If, as this study suggests, the debt- problem countries gave more weight to borrowing costs than others in managing their reserves, there may be cause for concern. Monetary authorities manage their reserves both to provide a buffer against future crises and to maintain confidence in the country’s financial management. Even as early as 1978, observers were aware of the size of debt being accumulated by some countries. The first multilateral reschedulings were arranged in 1975; there were two in 1976, three in 1977, four in 1979 and 1980, and many more thereafter. Before 1982, risk considerations were captured by interest rates, which were also generally higher for the large debtor countries (although there was quite a degree of variation). At the same time, their current account deficits were high, owned reserves were likely to be low, and one might reasonably suppose that their reserve holdings were partly borrowed. Faced with higher borrowing costs, these countries seem to have been concerned to continue scheduled repayments and to maintain their reputation in international financial markets for as long as they could, even if they had to reduce reserves to do so. There may also have been solvency problems; the authorities in the debt countries simply could not afford to hold expensive reserves.
Cost of reserve holdings for selected countries
Sources: Bank of England (or syndicated loan costs; Data Resources Inc. Pot the Treasury bill rate; and IMF, International Financial Statistics for reserve and export data.
Notes: Net cost data are calculated as the spread over 6-month LIBOR, plus the short-term LIBOR rate, less the short-term US Treasury bill rate on an annual basis. Total costs are calculated as reserve holdings times net cost, in millions of dollars. The percent of exports figures are calculated as the total cost of reserves as a percent of exports of goods, in dollars.
The apparent lack of importance of interest rates in the non-debt-problem countries suggests that higher borrowing costs were not associated with lower reserves. In these countries, current foreign exchange earnings might have been sufficient both to meet higher interest payments and to increase reserve holdings.
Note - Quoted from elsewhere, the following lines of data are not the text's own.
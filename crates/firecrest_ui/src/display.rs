//! The display: a window's element tree and its event routing.
//!
//! A [`Display`] subscribes to the five raw input callbacks of its window
//! and turns them into element events:
//!
//! - pointer motion is classified per root child as enter, exit or move;
//! - buttons and the wheel go to the root children under the pointer;
//! - keys and characters go to the focused element only;
//! - while the pointer is captured, pointer events go to the focused
//!   element only.
//!
//! A left release re-runs the hit-test and moves focus to the result, or
//! clears it on a miss.

use crate::alignment::ElementAlignment;
use crate::element::{Element, ElementId};
use crate::error::UiResult;
use crate::events::{
    ButtonAction, CursorEvent, KeyboardEvent, MotionAction, MouseButtonEvent, MouseMotionEvent,
    ScrollEvent,
};
use crate::input::{Input, MouseButton, SubscriptionId};
use crate::render::{Frame, UIBatch, UIRenderer};
use crate::tree::ElementTree;
use crate::window::Window;
use std::cell::{Cell, Ref, RefCell, RefMut};
use std::rc::{Rc, Weak};
use std::time::{Duration, Instant};

/// The element tree of one window.
pub struct Display {
    tree: Rc<RefCell<ElementTree>>,
    window: Rc<Window>,
    subscriptions: [SubscriptionId; 5],
    last_frame: Cell<Option<Instant>>,
}

impl Display {
    /// Creates an empty tree sized to `window` and starts routing its input.
    #[must_use]
    pub fn new(window: Rc<Window>) -> Self {
        let tree = Rc::new(RefCell::new(ElementTree::new(window.dimensions())));
        let input = window.input();

        let subscriptions = [
            input.subscribe_mouse_motion(router(&tree, &window, route_motion)),
            input.subscribe_mouse_button(router(&tree, &window, route_button)),
            input.subscribe_scroll(router(&tree, &window, route_scroll)),
            input.subscribe_key(router(&tree, &window, route_key)),
            input.subscribe_char(router(&tree, &window, route_char)),
        ];
        tracing::debug!("display subscribed to window input: {:?}", subscriptions);

        Self {
            tree,
            window,
            subscriptions,
            last_frame: Cell::new(None),
        }
    }

    /// The element tree.
    ///
    /// # Panics
    ///
    /// If the tree is mutably borrowed, which only happens while an event
    /// is being routed.
    #[must_use]
    pub fn tree(&self) -> Ref<'_, ElementTree> {
        self.tree.borrow()
    }

    /// The element tree, mutably.
    ///
    /// # Panics
    ///
    /// If the tree is already borrowed.
    #[must_use]
    pub fn tree_mut(&self) -> RefMut<'_, ElementTree> {
        self.tree.borrow_mut()
    }

    /// The root container.
    #[must_use]
    pub fn root(&self) -> ElementId {
        self.tree.borrow().root()
    }

    /// The window this display routes.
    #[must_use]
    pub fn window(&self) -> &Rc<Window> {
        &self.window
    }

    /// Inserts `element` under the root.
    ///
    /// # Errors
    ///
    /// Whatever [`ElementTree::create_child`] reports.
    pub fn create_child<E: Element>(
        &self,
        alignment: ElementAlignment,
        element: E,
    ) -> UiResult<ElementId> {
        let mut tree = self.tree.borrow_mut();
        let root = tree.root();
        tree.create_child(root, alignment, element)
    }

    /// The focused element.
    #[must_use]
    pub fn focused(&self) -> Option<ElementId> {
        self.tree.borrow().focused()
    }

    /// Moves focus to `id`; see [`ElementTree::focus_on`].
    pub fn focus_on(&self, id: ElementId) -> bool {
        let mut tree = self.tree.borrow_mut();
        let moved = tree.focus_on(id);
        self.window.set_cursor_captured(tree.is_mouse_captured());
        moved
    }

    /// Clears focus.
    pub fn un_focus(&self) {
        let mut tree = self.tree.borrow_mut();
        tree.un_focus();
        self.window.set_cursor_captured(tree.is_mouse_captured());
    }

    /// Whether an element holds the pointer.
    #[must_use]
    pub fn is_mouse_captured(&self) -> bool {
        self.tree.borrow().is_mouse_captured()
    }

    /// Renders a frame, timing it against the previous call.
    pub fn render<'r>(&self, renderer: &'r mut UIRenderer) -> &'r [UIBatch] {
        let now = Instant::now();
        let delta = self
            .last_frame
            .replace(Some(now))
            .map_or(Duration::ZERO, |last| now.duration_since(last));
        self.render_frame(delta, renderer)
    }

    /// Renders a frame with an explicit delta: the whole tree in pre-order,
    /// clipped to the window.
    pub fn render_frame<'r>(&self, delta: Duration, renderer: &'r mut UIRenderer) -> &'r [UIBatch] {
        renderer.begin_frame();
        let Ok(mut tree) = self.tree.try_borrow_mut() else {
            tracing::warn!("skipped frame: element tree is busy");
            return renderer.end_frame();
        };

        tree.set_viewport(self.window.dimensions());
        let root = tree.root();
        renderer.push_clip(tree.pixel_rect(root));
        tree.render(root, &mut Frame::new(renderer, delta));
        renderer.pop_clip();
        renderer.end_frame()
    }
}

impl Drop for Display {
    fn drop(&mut self) {
        let input = self.window.input();
        for id in self.subscriptions {
            input.unsubscribe(id);
        }
        tracing::debug!("display unsubscribed from window input");
    }
}

/// Wraps a routing function into an input listener.
///
/// The listener holds the tree and window weakly: the window's input owns
/// its listeners, so strong handles would never be released.
fn router<E: 'static>(
    tree: &Rc<RefCell<ElementTree>>,
    window: &Rc<Window>,
    route: fn(&mut ElementTree, &Input, E),
) -> impl Fn(&Input, E) + 'static {
    let tree: Weak<RefCell<ElementTree>> = Rc::downgrade(tree);
    let window: Weak<Window> = Rc::downgrade(window);

    move |input, event| {
        let (Some(cell), Some(window)) = (tree.upgrade(), window.upgrade()) else {
            return;
        };
        let Ok(mut tree) = cell.try_borrow_mut() else {
            tracing::warn!("dropped input event: element tree is busy");
            return;
        };

        tree.set_viewport(window.dimensions());
        route(&mut tree, input, event);
        window.set_cursor_captured(tree.is_mouse_captured());
    }
}

fn route_motion(tree: &mut ElementTree, input: &Input, event: CursorEvent) {
    if tree.is_mouse_captured() {
        if let Some(focused) = tree.focused() {
            let event = MouseMotionEvent::from_cursor(MotionAction::Move, event);
            tree.send_mouse_motion(focused, input, event);
        }
    } else {
        let root = tree.root();
        tree.dispatch_mouse_motion(root, input, event);
    }
}

fn route_button(tree: &mut ElementTree, input: &Input, event: MouseButtonEvent) {
    if tree.is_mouse_captured() {
        if let Some(focused) = tree.focused() {
            tree.send_mouse_button(focused, input, event);
        }
    } else {
        let root = tree.root();
        tree.dispatch_mouse_button(root, input, event);
    }

    if event.button == MouseButton::Left && event.action == ButtonAction::Release {
        let target = tree.find_focused_element(input.mouse());
        tree.set_focus(target);
    }
}

fn route_scroll(tree: &mut ElementTree, input: &Input, event: ScrollEvent) {
    if tree.is_mouse_captured() {
        if let Some(focused) = tree.focused() {
            tree.send_scroll(focused, input, event);
        }
    } else {
        let root = tree.root();
        tree.dispatch_scroll(root, input, event);
    }
}

fn route_key(tree: &mut ElementTree, input: &Input, event: KeyboardEvent) {
    if let Some(focused) = tree.focused() {
        tree.send_key(focused, input, event);
    }
}

fn route_char(tree: &mut ElementTree, input: &Input, ch: char) {
    if let Some(focused) = tree.focused() {
        tree.send_char(focused, input, ch);
    }
}

#[cfg(test)]
mod tests {
    use super::*;
    use crate::render::RenderCommand;
    use crate::widget::ColoredRect;
    use firecrest_core::{Color, Rect, Vec2};

    #[test]
    fn test_frame_is_clipped_to_window() {
        let (window, _platform) = Window::headless(200.0, 100.0);
        let display = Display::new(window);
        display
            .create_child(ElementAlignment::fixed(10.0, 10.0, 20.0, 20.0), ColoredRect::new(Color::RED))
            .unwrap();

        let mut renderer = UIRenderer::new();
        let batches = display.render_frame(Duration::from_millis(16), &mut renderer);

        assert_eq!(batches.len(), 1);
        assert_eq!(batches[0].clip, Some(Rect::new(0.0, 0.0, 200.0, 100.0)));
        assert_eq!(
            batches[0].commands,
            vec![RenderCommand::Rect {
                bounds: Rect::new(10.0, 10.0, 20.0, 20.0),
                color: Color::RED,
                corner_radius: 0.0,
            }]
        );
    }

    #[test]
    fn test_viewport_follows_resize() {
        let (window, platform) = Window::headless(200.0, 100.0);
        let display = Display::new(Rc::clone(&window));
        platform.push(crate::window::RawEvent::Resized(Vec2::new(400.0, 300.0)));
        window.poll_events();

        let mut renderer = UIRenderer::new();
        let batches = display.render(&mut renderer);
        assert!(batches.is_empty());

        let root = display.root();
        assert_eq!(display.tree().pixel_rect(root), Rect::new(0.0, 0.0, 400.0, 300.0));
    }

    #[test]
    fn test_drop_unsubscribes() {
        let (window, _platform) = Window::headless(200.0, 100.0);
        let display = Display::new(Rc::clone(&window));
        assert_eq!(window.input().listener_count(), 5);

        drop(display);
        assert_eq!(window.input().listener_count(), 0);
    }
}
There are, of course, many problems with drawing either firm or general conclusions from a narrow empirical test such as this. First, its scope is partial. Only reserve demand has been estimated, but both reserves and the factors determining reserves are affected by other economic forces, both policy determined and exogenous, that could at best bias and at worst completely distort the results. Second, the determining factors themselves beg a number of questions. Some, such as the use of imports as a scale variable rather than GDP, could be answered by a different selection of variables; some could be answered by a different methodology (this would cover whether banks set interest rates by looking at countries’ reserves rather than vice versa); while other questions—for example, whether past variability in deficits is always a good proxy for future deficits—are simply unanswerable.
Nevertheless, given the little we know about what determines actual reserve levels, the finding that holdings are sensitive to borrowing costs increases our understanding of reserve management. Given the importance of reserve holdings for international financial stability, the results also underscore the risks inherent in a system that causes countries with debt problems to economize on reserves when borrowing costs rise. This goes back to the earlier notion that if countries reduce reserves below levels considered “adequate”—however adequacy is defined—financial stability may be at risk.